Task details:
Whenever "derive" appears in a line of the entries below, that line counts; give the total only.
* * * * *
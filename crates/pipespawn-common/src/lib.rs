//! # pipespawn common
//!
//! Types and errors shared by every pipespawn crate.
//!
//! The launcher is split the same way a process manager usually is: a wire
//! codec, a named pipe fabric, an OS process layer and the worker/API on
//! top. All of them agree on the vocabulary defined here.

pub mod errors;
pub mod fatal;
pub mod types;

// Re-export commonly used items
pub use errors::{Error, Result};
pub use fatal::{FatalError, OrTerminate};
pub use types::{
    Pid, PipeKind, PipeTag, ProcessState, ProcessStateRecord, StdioDirection, StdioSpec,
    StreamSlot,
};
//! Caller-side view of one launched child.

use pipespawn_common::{Error, Pid, PipeKind, PipeTag, Result};
use pipespawn_pipes::{PipeName, PipeStream};

/// One process-owned pipe: its name, and the caller's end while open.
#[derive(Debug)]
pub(crate) struct PipeSlot {
    pub(crate) name: PipeName,
    pub(crate) stream: Option<PipeStream>,
}

/// A running (or finished) child with its process-owned pipes.
///
/// Returned by [`Launcher::launch`](crate::Launcher::launch) and consumed by
/// [`Launcher::delete_pipes`](crate::Launcher::delete_pipes), which closes
/// whatever streams are still open and removes every pipe name. Streams
/// taken out with the `take_*` methods are closed by their new owner; their
/// names are still removed by `delete_pipes`.
#[derive(Debug)]
pub struct ProcessHandle {
    pid: Pid,
    pipe_tag: PipeTag,
    input: Option<PipeSlot>,
    output: Option<PipeSlot>,
    error: Option<PipeSlot>,
}

impl ProcessHandle {
    pub(crate) fn new(pid: Pid, pipe_tag: PipeTag) -> Self {
        Self {
            pid,
            pipe_tag,
            input: None,
            output: None,
            error: None,
        }
    }

    pub(crate) fn attach(&mut self, stream: PipeStream) {
        let kind = stream.kind();
        let slot = Some(PipeSlot {
            name: stream.name().clone(),
            stream: Some(stream),
        });
        match kind {
            PipeKind::In => self.input = slot,
            PipeKind::Out => self.output = slot,
            PipeKind::Err => self.error = slot,
        }
    }

    pub fn pid(&self) -> Pid {
        self.pid
    }

    pub fn pipe_tag(&self) -> PipeTag {
        self.pipe_tag
    }

    /// Writable end of the child's input pipe.
    pub fn input(&mut self) -> Option<&mut PipeStream> {
        Self::stream_mut(&mut self.input)
    }

    /// Readable end of the `_out` pipe.
    pub fn output(&mut self) -> Option<&mut PipeStream> {
        Self::stream_mut(&mut self.output)
    }

    /// Readable end of the `_err` pipe.
    pub fn error(&mut self) -> Option<&mut PipeStream> {
        Self::stream_mut(&mut self.error)
    }

    pub fn take_input(&mut self) -> Option<PipeStream> {
        self.input.as_mut().and_then(|slot| slot.stream.take())
    }

    pub fn take_output(&mut self) -> Option<PipeStream> {
        self.output.as_mut().and_then(|slot| slot.stream.take())
    }

    pub fn take_error(&mut self) -> Option<PipeStream> {
        self.error.as_mut().and_then(|slot| slot.stream.take())
    }

    /// Close the input stream now so the child sees end of stream. The pipe
    /// name stays registered until `delete_pipes`.
    pub fn close_input(&mut self) -> Result<()> {
        match self.take_input() {
            Some(stream) => {
                let name = stream.name().to_string();
                stream.close().map_err(|e| Error::pipe_close(name, e))
            }
            None => Ok(()),
        }
    }

    /// Names of all process-owned pipes of this child, in, out, err order.
    pub fn pipe_names(&self) -> impl Iterator<Item = &PipeName> {
        [&self.input, &self.output, &self.error]
            .into_iter()
            .filter_map(|slot| slot.as_ref().map(|slot| &slot.name))
    }

    pub(crate) fn into_slots(self) -> impl Iterator<Item = PipeSlot> {
        [self.input, self.output, self.error].into_iter().flatten()
    }

    fn stream_mut(slot: &mut Option<PipeSlot>) -> Option<&mut PipeStream> {
        slot.as_mut().and_then(|slot| slot.stream.as_mut())
    }
}

#[cfg(test)]
mod tests {
    use super::*;

    #[test]
    fn test_new_handle_has_no_pipes() {
        let mut handle = ProcessHandle::new(42, 7);
        assert_eq!(handle.pid(), 42);
        assert_eq!(handle.pipe_tag(), 7);
        assert!(handle.input().is_none());
        assert!(handle.output().is_none());
        assert!(handle.error().is_none());
        assert_eq!(handle.pipe_names().count(), 0);
        assert!(handle.close_input().is_ok());
        assert_eq!(handle.into_slots().count(), 0);
    }
}
use pipespawn_common::FatalError;
use std::io;
use thiserror::Error;

/// Decoding failure on the control channel.
#[derive(Debug, Error)]
pub enum WireError {
    /// End of stream in the middle of a value. The peer is gone.
    #[error("stream closed mid-message")]
    Closed,

    #[error("unknown opcode {0}")]
    UnknownOpcode(u8),

    #[error("invalid length prefix {0}")]
    InvalidLength(i32),

    #[error("string is not valid UTF-8")]
    InvalidUtf8,

    #[error("unknown process state code {0}")]
    UnknownState(i32),

    /// A launch reply that is neither a pid nor a negated error code.
    #[error("invalid launch reply {0}")]
    InvalidSpawnReply(i64),

    #[error("I/O error: {0}")]
    Io(#[from] io::Error),
}

impl WireError {
    /// True for a peer that went away rather than a garbled message.
    pub fn is_closed(&self) -> bool {
        matches!(self, WireError::Closed)
    }

    pub(crate) fn from_read(err: io::Error) -> Self {
        if err.kind() == io::ErrorKind::UnexpectedEof {
            WireError::Closed
        } else {
            WireError::Io(err)
        }
    }
}

impl From<WireError> for FatalError {
    fn from(err: WireError) -> Self {
        match err {
            WireError::Closed => FatalError::ChannelClosed,
            WireError::Io(e) => FatalError::ChannelIo(e),
            WireError::UnknownOpcode(op) => FatalError::UnknownCommand(op),
            other => FatalError::Malformed(other.to_string()),
        }
    }
}
//! Launcher worker - the only thread that creates processes.
//!
//! The worker owns the process table and reads commands from one control
//! pipe, answering each on the other. It stops when the command pipe is
//! closed. Anything it cannot make sense of is fatal.

use crate::config::LauncherConfig;
use pipespawn_common::{FatalError, Pid, PipeKind, StdioDirection};
use pipespawn_pipes::{ChildPipe, PipeFabric, PipeName};
use pipespawn_process::{error_code, spawn_process, ChildStdio, ProcessTable, SpawnRequest};
use pipespawn_wire::{write_process_state, Command, LaunchRequest, SpawnOutcome, WireError};
use std::collections::HashMap;
use std::fs::File;
use std::io::{self, BufReader, BufWriter, Read, Write};
use std::sync::Arc;
use std::thread::{self, JoinHandle};
use std::time::Duration;
use tracing::{debug, info, warn};

/// Internal worker state. Lives on the worker thread only.
pub(crate) struct Worker {
    fabric: Arc<dyn PipeFabric>,
    table: ProcessTable,
    connect_timeout: Duration,
}

impl Worker {
    pub(crate) fn new(config: &LauncherConfig, fabric: Arc<dyn PipeFabric>) -> Self {
        Self {
            fabric,
            table: ProcessTable::new(config.poll_interval),
            connect_timeout: config.connect_timeout,
        }
    }

    /// Serve commands until the command stream ends.
    ///
    /// Returns `Ok(())` on a clean shutdown. End of stream in the middle of
    /// a command counts as a shutdown too: the caller is gone.
    pub(crate) fn run<R: Read, W: Write>(
        mut self,
        commands: R,
        responses: W,
    ) -> Result<(), FatalError> {
        let mut commands = BufReader::new(commands);
        let mut responses = BufWriter::new(responses);

        loop {
            let command = match Command::decode(&mut commands) {
                Ok(Some(command)) => command,
                Ok(None) => {
                    info!("Command channel closed; launcher worker exiting");
                    return Ok(());
                }
                Err(WireError::Closed) => {
                    info!("Command channel closed mid-command; launcher worker exiting");
                    return Ok(());
                }
                Err(e) => return Err(e.into()),
            };

            debug!("Dispatching {:?}", command.opcode());
            match command {
                Command::Launch(request) => {
                    let outcome = self.launch(request);
                    outcome
                        .encode(&mut responses)
                        .map_err(FatalError::ChannelIo)?;
                }
                Command::QueryState(pid) => self.answer_state(&mut responses, pid, false)?,
                Command::WaitState(pid) => self.answer_state(&mut responses, pid, true)?,
            }
            responses.flush().map_err(FatalError::ChannelIo)?;
        }
    }

    fn answer_state<W: Write>(
        &mut self,
        responses: &mut W,
        pid: Pid,
        wait: bool,
    ) -> Result<(), FatalError> {
        let record = self.table.query(pid, wait);
        debug!("State of process {}: {}", pid, record);
        write_process_state(responses, &record).map_err(FatalError::ChannelIo)
    }

    fn launch(&mut self, request: LaunchRequest) -> SpawnOutcome {
        let executable = request.executable.clone().unwrap_or_default();
        match self.try_launch(request) {
            Ok(pid) => {
                info!("Spawned {} as process {}", executable, pid);
                SpawnOutcome::Spawned(pid)
            }
            Err(e) => {
                warn!("Failed to spawn {}: {}", executable, e);
                SpawnOutcome::Failed(error_code(&e))
            }
        }
    }

    fn try_launch(&mut self, request: LaunchRequest) -> io::Result<Pid> {
        let executable = request
            .executable
            .filter(|exe| !exe.is_empty())
            .ok_or_else(|| invalid("launch request has no executable"))?;

        let wiring = [
            (StdioDirection::Input, request.in_suffix.as_deref()),
            (StdioDirection::Output, request.out_suffix.as_deref()),
            (StdioDirection::Error, request.err_suffix.as_deref()),
        ];

        // Each distinct pipe is connected once; merged streams share it.
        // The worker's copies close when `connected` drops after the spawn.
        let mut connected: HashMap<PipeKind, ChildPipe> = HashMap::new();
        let mut stdio = Vec::with_capacity(wiring.len());
        for (direction, suffix) in wiring {
            let Some(suffix) = suffix else {
                stdio.push(ChildStdio::Inherit);
                continue;
            };
            let prefix = request
                .pipe_prefix
                .as_deref()
                .ok_or_else(|| invalid("pipe suffix given without a pipe prefix"))?;
            let kind = pipe_kind(direction, suffix)?;
            if !connected.contains_key(&kind) {
                let name = PipeName::new(prefix, suffix);
                let pipe = self.fabric.connect(&name, kind, self.connect_timeout)?;
                connected.insert(kind, pipe);
            }
            if let Some(pipe) = connected.get(&kind) {
                stdio.push(ChildStdio::Pipe(pipe.try_clone()?));
            }
        }

        let mut stdio = stdio.into_iter();
        let (Some(stdin), Some(stdout), Some(stderr)) = (stdio.next(), stdio.next(), stdio.next())
        else {
            return Err(invalid("incomplete stdio wiring"));
        };

        let child = spawn_process(SpawnRequest {
            executable,
            argv: request.argv,
            stdin,
            stdout,
            stderr,
        })?;
        drop(connected);

        let pid = child.pid;
        self.table.register(child);
        Ok(pid)
    }
}

fn invalid(message: &str) -> io::Error {
    io::Error::new(io::ErrorKind::InvalidInput, message.to_string())
}

/// The pipe `suffix` names, checked against the direction it is wired to.
fn pipe_kind(direction: StdioDirection, suffix: &str) -> io::Result<PipeKind> {
    match (direction, PipeKind::from_suffix(suffix)) {
        (StdioDirection::Input, Some(PipeKind::In)) => Ok(PipeKind::In),
        (
            StdioDirection::Output | StdioDirection::Error,
            Some(kind @ (PipeKind::Out | PipeKind::Err)),
        ) => Ok(kind),
        _ => Err(invalid(&format!(
            "pipe suffix {:?} cannot carry the child's {}",
            suffix, direction
        ))),
    }
}

/// Start the worker thread on the given control pipe ends.
///
/// A fatal error inside the worker terminates the process.
pub(crate) fn spawn_worker(
    config: &LauncherConfig,
    fabric: Arc<dyn PipeFabric>,
    commands: File,
    responses: File,
) -> io::Result<JoinHandle<()>> {
    let worker = Worker::new(config, fabric);
    thread::Builder::new()
        .name(config.worker_thread_name.clone())
        .spawn(move || {
            if let Err(fatal) = worker.run(commands, responses) {
                fatal.terminate();
            }
        })
}

#[cfg(test)]
mod tests {
    use super::*;
    use pipespawn_common::ProcessStateRecord;
    use pipespawn_pipes::SystemPipes;
    use pipespawn_wire::{read_process_state, Opcode};
    use std::io::Cursor;

    fn worker() -> Worker {
        Worker::new(&LauncherConfig::default(), Arc::new(SystemPipes::default()))
    }

    fn encode_all(commands: &[Command]) -> Vec<u8> {
        let mut buf = Vec::new();
        for command in commands {
            command.encode(&mut buf).unwrap();
        }
        buf
    }

    #[test]
    fn test_empty_stream_is_clean_shutdown() {
        let mut out = Vec::new();
        worker().run(Cursor::new(Vec::new()), &mut out).unwrap();
        assert!(out.is_empty());
    }

    #[test]
    fn test_truncated_command_is_clean_shutdown() {
        let mut input = encode_all(&[Command::QueryState(42)]);
        input.truncate(3);
        let mut out = Vec::new();
        worker().run(Cursor::new(input), &mut out).unwrap();
        assert!(out.is_empty());
    }

    #[test]
    fn test_unknown_opcode_is_fatal() {
        let mut out = Vec::new();
        let err = worker().run(Cursor::new(vec![9u8]), &mut out).unwrap_err();
        assert!(matches!(err, FatalError::UnknownCommand(9)));
        assert_eq!(err.to_string(), "Illegal command: 9");
    }

    #[test]
    fn test_bad_string_length_is_fatal() {
        let mut input = vec![Opcode::Launch as u8];
        input.extend_from_slice(&(-5i32).to_le_bytes());
        let mut out = Vec::new();
        let err = worker().run(Cursor::new(input), &mut out).unwrap_err();
        assert!(matches!(err, FatalError::Malformed(_)), "unexpected error: {}", err);
        assert!(out.is_empty());
    }

    #[test]
    fn test_invalid_utf8_is_fatal() {
        let mut input = vec![Opcode::Launch as u8];
        input.extend_from_slice(&2i32.to_le_bytes());
        input.extend_from_slice(&[0xc3, 0x28]);
        let mut out = Vec::new();
        let err = worker().run(Cursor::new(input), &mut out).unwrap_err();
        assert!(matches!(err, FatalError::Malformed(_)), "unexpected error: {}", err);
    }

    /// Fails every read and write.
    struct BrokenChannel;

    impl Read for BrokenChannel {
        fn read(&mut self, _buf: &mut [u8]) -> io::Result<usize> {
            Err(io::Error::new(io::ErrorKind::BrokenPipe, "channel gone"))
        }
    }

    impl Write for BrokenChannel {
        fn write(&mut self, _buf: &[u8]) -> io::Result<usize> {
            Err(io::Error::new(io::ErrorKind::BrokenPipe, "channel gone"))
        }

        fn flush(&mut self) -> io::Result<()> {
            Ok(())
        }
    }

    #[test]
    fn test_command_read_error_is_fatal() {
        let mut out = Vec::new();
        let err = worker().run(BrokenChannel, &mut out).unwrap_err();
        assert!(matches!(err, FatalError::ChannelIo(_)), "unexpected error: {}", err);
    }

    #[test]
    fn test_response_write_error_is_fatal() {
        let input = encode_all(&[Command::QueryState(-7)]);
        let err = worker().run(Cursor::new(input), BrokenChannel).unwrap_err();
        assert!(matches!(err, FatalError::ChannelIo(_)), "unexpected error: {}", err);
    }

    #[test]
    fn test_query_unknown_pid_answers_once() {
        let input = encode_all(&[Command::QueryState(-7), Command::WaitState(0)]);
        let mut out = Vec::new();
        worker().run(Cursor::new(input), &mut out).unwrap();

        let mut reader = Cursor::new(out);
        let gone = ProcessStateRecord::done(-1);
        assert_eq!(read_process_state(&mut reader).unwrap(), gone);
        assert_eq!(read_process_state(&mut reader).unwrap(), gone);
        assert_eq!(reader.position() as usize, reader.get_ref().len());
    }

    #[test]
    fn test_launch_without_executable_replies_failure() {
        let input = encode_all(&[Command::Launch(LaunchRequest::default())]);
        let mut out = Vec::new();
        worker().run(Cursor::new(input), &mut out).unwrap();

        let outcome = SpawnOutcome::decode(&mut Cursor::new(out)).unwrap();
        assert!(matches!(outcome, SpawnOutcome::Failed(code) if code > 0));
    }

    #[test]
    fn test_suffix_without_prefix_replies_failure() {
        let request = LaunchRequest {
            out_suffix: Some("_out".to_string()),
            executable: Some("/bin/sh".to_string()),
            argv: vec!["sh".to_string()],
            ..LaunchRequest::default()
        };
        let input = encode_all(&[Command::Launch(request)]);
        let mut out = Vec::new();
        worker().run(Cursor::new(input), &mut out).unwrap();

        let outcome = SpawnOutcome::decode(&mut Cursor::new(out)).unwrap();
        assert!(matches!(outcome, SpawnOutcome::Failed(_)));
    }

    #[test]
    fn test_pipe_kind_matches_direction() {
        assert_eq!(pipe_kind(StdioDirection::Input, "_in").unwrap(), PipeKind::In);
        assert_eq!(pipe_kind(StdioDirection::Error, "_out").unwrap(), PipeKind::Out);
        assert_eq!(pipe_kind(StdioDirection::Output, "_err").unwrap(), PipeKind::Err);
        assert!(pipe_kind(StdioDirection::Input, "_out").is_err());
        assert!(pipe_kind(StdioDirection::Output, "_in").is_err());
        assert!(pipe_kind(StdioDirection::Output, "_bogus").is_err());
    }

    #[test]
    fn test_opcode_bytes_are_stable() {
        assert_eq!(Opcode::Launch as u8, 0);
        assert_eq!(Opcode::QueryState as u8, 1);
        assert_eq!(Opcode::WaitState as u8, 2);
    }

    #[cfg(unix)]
    #[test]
    fn test_launch_then_wait_over_anonymous_pipes() {
        use pipespawn_pipes::anonymous_pipe;

        let (command_rx, mut command_tx) = anonymous_pipe().unwrap();
        let (mut response_rx, response_tx) = anonymous_pipe().unwrap();
        let handle = spawn_worker(
            &LauncherConfig::default(),
            Arc::new(SystemPipes::default()),
            command_rx,
            response_tx,
        )
        .unwrap();

        let launch = Command::Launch(LaunchRequest {
            executable: Some("/bin/sh".to_string()),
            argv: vec!["sh".to_string(), "-c".to_string(), "exit 5".to_string()],
            ..LaunchRequest::default()
        });
        launch.encode(&mut command_tx).unwrap();
        let pid = match SpawnOutcome::decode(&mut response_rx).unwrap() {
            SpawnOutcome::Spawned(pid) => pid,
            other => panic!("launch failed: {:?}", other),
        };

        Command::WaitState(pid).encode(&mut command_tx).unwrap();
        assert_eq!(
            read_process_state(&mut response_rx).unwrap(),
            ProcessStateRecord::done(5)
        );

        drop(command_tx);
        handle.join().unwrap();
    }
}
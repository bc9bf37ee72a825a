//! FIFO backend.
//!
//! Opening a FIFO blocks until the opposite end is opened too, which would
//! let a vanished peer hang either side forever. Every open here is
//! non-blocking and the descriptor is switched back to blocking mode once
//! it exists:
//! - caller reads (`_out`, `_err`): the read end is opened at creation, so
//!   the worker's write open always finds a reader;
//! - caller writes (`_in`): a read-write "keeper" descriptor is held from
//!   creation until accept, so both the worker's read open and the caller's
//!   final write open always succeed. The keeper is dropped at accept so the
//!   child sees end of stream once the caller closes its end.

use crate::naming::PipeName;
use nix::fcntl::{fcntl, FcntlArg, OFlag};
use nix::sys::stat::Mode;
use nix::unistd;
use pipespawn_common::PipeKind;
use std::fs::{self, File, OpenOptions};
use std::io;
use std::os::fd::{AsRawFd, IntoRawFd, OwnedFd};
use std::os::unix::fs::{FileTypeExt, OpenOptionsExt};
use std::path::Path;
use std::thread;
use std::time::{Duration, Instant};

pub(crate) struct PendingServer(File);

fn open_nonblocking(path: &Path, read: bool) -> io::Result<File> {
    let file = OpenOptions::new()
        .read(read)
        .write(!read)
        .custom_flags(nix::libc::O_NONBLOCK)
        .open(path)?;
    set_blocking(&file)?;
    Ok(file)
}

fn set_blocking(file: &File) -> io::Result<()> {
    let fd = file.as_raw_fd();
    let bits = fcntl(fd, FcntlArg::F_GETFL)?;
    let mut flags = OFlag::from_bits_truncate(bits);
    flags.remove(OFlag::O_NONBLOCK);
    fcntl(fd, FcntlArg::F_SETFL(flags))?;
    Ok(())
}

pub(crate) fn create_server(name: &PipeName, kind: PipeKind) -> io::Result<PendingServer> {
    let path = name.as_path();
    unistd::mkfifo(path, Mode::S_IRUSR | Mode::S_IWUSR)?;

    let opened = if kind.is_child_input() {
        OpenOptions::new().read(true).write(true).open(path)
    } else {
        OpenOptions::new()
            .read(true)
            .custom_flags(nix::libc::O_NONBLOCK)
            .open(path)
    };

    match opened {
        Ok(file) => Ok(PendingServer(file)),
        Err(e) => {
            let _ = fs::remove_file(path);
            Err(e)
        }
    }
}

pub(crate) fn accept(server: PendingServer, name: &PipeName, kind: PipeKind) -> io::Result<File> {
    if kind.is_child_input() {
        let writer = open_nonblocking(name.as_path(), false)?;
        drop(server);
        Ok(writer)
    } else {
        set_blocking(&server.0)?;
        Ok(server.0)
    }
}

pub(crate) fn connect_client(
    name: &PipeName,
    kind: PipeKind,
    timeout: Duration,
    poll_interval: Duration,
) -> io::Result<OwnedFd> {
    let path = name.as_path();
    wait_for_fifo(path, timeout, poll_interval)?;
    let file = open_nonblocking(path, kind.is_child_input())?;
    Ok(OwnedFd::from(file))
}

fn wait_for_fifo(path: &Path, timeout: Duration, poll_interval: Duration) -> io::Result<()> {
    let deadline = Instant::now() + timeout;
    loop {
        match fs::metadata(path) {
            Ok(meta) if meta.file_type().is_fifo() => return Ok(()),
            Ok(_) => {
                return Err(io::Error::new(
                    io::ErrorKind::InvalidInput,
                    format!("{} is not a named pipe", path.display()),
                ))
            }
            Err(e) if e.kind() == io::ErrorKind::NotFound => {
                if Instant::now() >= deadline {
                    return Err(io::Error::new(
                        io::ErrorKind::TimedOut,
                        format!("named pipe {} did not appear", path.display()),
                    ));
                }
                thread::sleep(poll_interval);
            }
            Err(e) => return Err(e),
        }
    }
}

pub(crate) fn duplicate(fd: &OwnedFd) -> io::Result<OwnedFd> {
    fd.try_clone()
}

pub(crate) fn remove(name: &PipeName) -> io::Result<()> {
    fs::remove_file(name.as_path())
}

pub(crate) fn close(file: File) -> io::Result<()> {
    unistd::close(file.into_raw_fd())?;
    Ok(())
}

#[cfg(any(
    target_os = "linux",
    target_os = "android",
    target_os = "freebsd",
    target_os = "dragonfly",
    target_os = "netbsd",
    target_os = "openbsd",
    target_os = "illumos",
    target_os = "solaris"
))]
pub(crate) fn anonymous_pipe() -> io::Result<(File, File)> {
    let (read, write) = unistd::pipe2(OFlag::O_CLOEXEC)?;
    Ok((File::from(read), File::from(write)))
}

// No pipe2 here; a spawn racing the fcntl calls can inherit an end.
#[cfg(not(any(
    target_os = "linux",
    target_os = "android",
    target_os = "freebsd",
    target_os = "dragonfly",
    target_os = "netbsd",
    target_os = "openbsd",
    target_os = "illumos",
    target_os = "solaris"
)))]
pub(crate) fn anonymous_pipe() -> io::Result<(File, File)> {
    use nix::fcntl::FdFlag;

    let (read, write) = unistd::pipe()?;
    for fd in [&read, &write] {
        fcntl(fd.as_raw_fd(), FcntlArg::F_SETFD(FdFlag::FD_CLOEXEC))?;
    }
    Ok((File::from(read), File::from(write)))
}
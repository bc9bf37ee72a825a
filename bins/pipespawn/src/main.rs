use anyhow::{Context, Result};
use clap::Parser;
use std::io::{self, Read, Write};
use std::path::PathBuf;
use std::thread::{self, JoinHandle};
use tracing::{debug, info, warn};

use pipespawn_launcher::{Launcher, LauncherConfig, ProcessState, ProcessStateRecord, StreamSlot};

/// Run a command through the pipespawn launcher
#[derive(Parser, Debug)]
#[command(author, version, about, long_about = None)]
struct Args {
    /// Configuration file path (YAML)
    #[arg(short, long, value_name = "FILE")]
    config: Option<PathBuf>,

    /// Enable debug logging
    #[arg(short, long)]
    debug: bool,

    /// Pipe tag for the child's named pipes
    #[arg(short, long, default_value_t = 1)]
    tag: i32,

    /// Feed the child's input through a named pipe
    #[arg(long)]
    pipe_stdin: bool,

    /// Read the child's output through a named pipe
    #[arg(long)]
    pipe_stdout: bool,

    /// Read the child's error output through a named pipe
    #[arg(long, conflicts_with = "merge_stderr")]
    pipe_stderr: bool,

    /// Send the child's error output into its output pipe
    #[arg(long)]
    merge_stderr: bool,

    /// Query the state once instead of waiting for the child to finish
    #[arg(long)]
    no_wait: bool,

    /// Executable followed by its arguments
    #[arg(
        required = true,
        num_args = 1..,
        trailing_var_arg = true,
        allow_hyphen_values = true,
        value_name = "COMMAND"
    )]
    command: Vec<String>,
}

impl Args {
    fn slots(&self) -> (StreamSlot, StreamSlot, StreamSlot) {
        let input = if self.pipe_stdin {
            StreamSlot::ProcessOwnedIn
        } else {
            StreamSlot::StandardIn
        };
        let output = if self.pipe_stdout || self.merge_stderr {
            StreamSlot::ProcessOwnedOut
        } else {
            StreamSlot::StandardOut
        };
        let error = if self.merge_stderr {
            StreamSlot::ProcessOwnedOut
        } else if self.pipe_stderr {
            StreamSlot::ProcessOwnedErr
        } else {
            StreamSlot::StandardErr
        };
        (input, output, error)
    }
}

fn main() -> Result<()> {
    let args = Args::parse();

    // Initialize logging
    initialize_logging(args.debug)?;

    let config = match args.config {
        Some(ref path) => {
            info!("Config file: {}", path.display());
            LauncherConfig::load_from_file(path)?
        }
        None => LauncherConfig::default(),
    };

    let launcher = Launcher::new(config);
    launcher.initialize();

    let executable = args.command.first().context("No command given")?;
    let (input, output, error) = args.slots();
    let mut handle = launcher
        .launch(executable, args.command.as_slice(), input, output, error, args.tag)
        .with_context(|| format!("Failed to launch {}", executable))?;
    info!("Started {} as process {}", executable, handle.pid());

    // Not joined: it stays blocked on our stdin after the child is gone.
    if let Some(mut stream) = handle.take_input() {
        thread::Builder::new()
            .name("stdin-pump".to_string())
            .spawn(move || {
                if let Err(e) = io::copy(&mut io::stdin().lock(), &mut stream) {
                    debug!("stdin pump stopped: {}", e);
                }
                if let Err(e) = stream.close() {
                    debug!("Closing child input failed: {}", e);
                }
            })
            .context("Failed to start stdin pump")?;
    }

    let mut pumps = Vec::new();
    if let Some(stream) = handle.take_output() {
        pumps.push(pump("stdout-pump", stream, io::stdout)?);
    }
    if let Some(stream) = handle.take_error() {
        pumps.push(pump("stderr-pump", stream, io::stderr)?);
    }
    for pump in pumps {
        if pump.join().is_err() {
            warn!("Output pump panicked");
        }
    }

    let record = launcher.retrieve_state(handle.pid(), !args.no_wait);
    eprintln!("{}: {}", handle.pid(), record);

    if let Err(e) = launcher.delete_pipes(handle) {
        warn!("Pipe cleanup failed: {}", e);
    }

    std::process::exit(exit_code(&record))
}

fn pump<R, W, F>(name: &str, mut source: R, sink: F) -> Result<JoinHandle<()>>
where
    R: Read + Send + 'static,
    W: Write,
    F: FnOnce() -> W + Send + 'static,
{
    let thread_name = name.to_string();
    thread::Builder::new()
        .name(thread_name.clone())
        .spawn(move || {
            let mut sink = sink();
            if let Err(e) = io::copy(&mut source, &mut sink) {
                debug!("{} stopped: {}", thread_name, e);
            }
            let _ = sink.flush();
        })
        .with_context(|| format!("Failed to start {}", name))
}

/// Shell convention: the exit code, or 128 + signal for a killed child.
fn exit_code(record: &ProcessStateRecord) -> i32 {
    match record.state {
        ProcessState::Done => record.exit_code,
        ProcessState::Terminated => 128 + record.exit_code,
        ProcessState::Running | ProcessState::Stopped => 0,
    }
}

fn initialize_logging(debug: bool) -> Result<()> {
    let level = if debug { "debug" } else { "info" };

    tracing_subscriber::fmt()
        .with_env_filter(
            tracing_subscriber::EnvFilter::try_from_default_env()
                .unwrap_or_else(|_| tracing_subscriber::EnvFilter::new(level)),
        )
        .with_writer(io::stderr)
        .with_target(false)
        .with_thread_ids(true)
        .init();

    Ok(())
}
* * * * *
Response:
4